And so it continued. The new anti-terror laws which were not new at all and entirely unnecessary were beginning to look iffy. And they’d prevented police from questioning the handful of suspects they did detain. Pyne had got himself into trouble with his travel bill. And then there was the stinking carcase of the budget so dead and stench-ridden even the blowflies wouldn’t touch it. Then there was the RET. The back bench were getting mouthy.

At this point Abbott drifted off. Thing about Credlin, he thought, apart from her natural cattle-dog authority is that she tells it like it is. Never short of a word. Not much that gets by her. Wonder how she puts up with me. Wonder how I put up with myself at times. Just hope there’s another frostie in the fridge.

Abbott addresses his cabinet on terror and tactics prior to Parliament resuming.

8:34 AM

The coalition’s cabinet meeting was opened by Peta ‘Don’t look at me in that tone of voice’ Credlin and Prime Minister for Aboriginal Photo-Opps,Tony Abbott adding that there was a lot on the agenda. A very big agenda. A lot to get through. And if we don’t quite get to everything, today’s edition of the Daily Telegraph will, as always, carry full details of our decisions and resolutions. Abbott winked at Credlin. Credlin stared wordlessly back at Abbott for some time. She went back to sorting through a pile of high-vis vests, assorted sundry hard hats, lycra tights and tie-dyed loin cloths.

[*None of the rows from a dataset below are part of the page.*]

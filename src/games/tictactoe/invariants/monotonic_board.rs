//! Monotonic board invariant: squares never change once set.

use super::super::{Board, Game};
use super::Invariant;

/// Invariant: replaying the move history onto an empty board, never
/// writing an occupied square, reproduces the current board.
pub struct MonotonicBoardInvariant;

impl Invariant<Game> for MonotonicBoardInvariant {
    fn holds(game: &Game) -> bool {
        let mut reconstructed = Board::new();

        for mov in game.history() {
            if !reconstructed.is_empty(mov.position) {
                return false;
            }
            reconstructed = reconstructed.with(mov.position, mov.player);
        }

        reconstructed == *game.board()
    }

    fn description() -> &'static str {
        "Board squares are monotonic (never overwritten)"
    }
}

#[cfg(test)]
mod tests {
    use super::*;
    use crate::games::tictactoe::{Player, Position, Square};

    #[test]
    fn test_new_game_holds() {
        assert!(MonotonicBoardInvariant::holds(&Game::new()));
    }

    #[test]
    fn test_played_game_holds() {
        let game = Game::replay(&[5, 1, 9, 3]).unwrap();
        assert!(MonotonicBoardInvariant::holds(&game));
    }

    #[test]
    fn test_overwritten_square_violates() {
        let mut game = Game::replay(&[5, 1]).unwrap();
        game.board.set(Position::Center, Square::Occupied(Player::O));
        assert!(!MonotonicBoardInvariant::holds(&game));
    }
}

It had been an eventful coupla weeks, Emu Dancer Abbott said winking again and jerking his head in his collar like a skittish workhorse bitten by a botfly.

Been a bit on the go. He fiddled with the bottom button of his jacket. But we will get to that shortly. First job is to hand out report cards for those of us who had not yet been in to pick them up. You gutless bastards.

My but they look so big, thought Christopher Pyne who has a trained eye for educational resources. Pyne had missed his performance review when his weekly hairdressing appointment had gone over time because so much work was discovered that needed doing. And then he had been told a long but juicy story about a friend of a former member of Peter Slipper’s office. He just could not get away.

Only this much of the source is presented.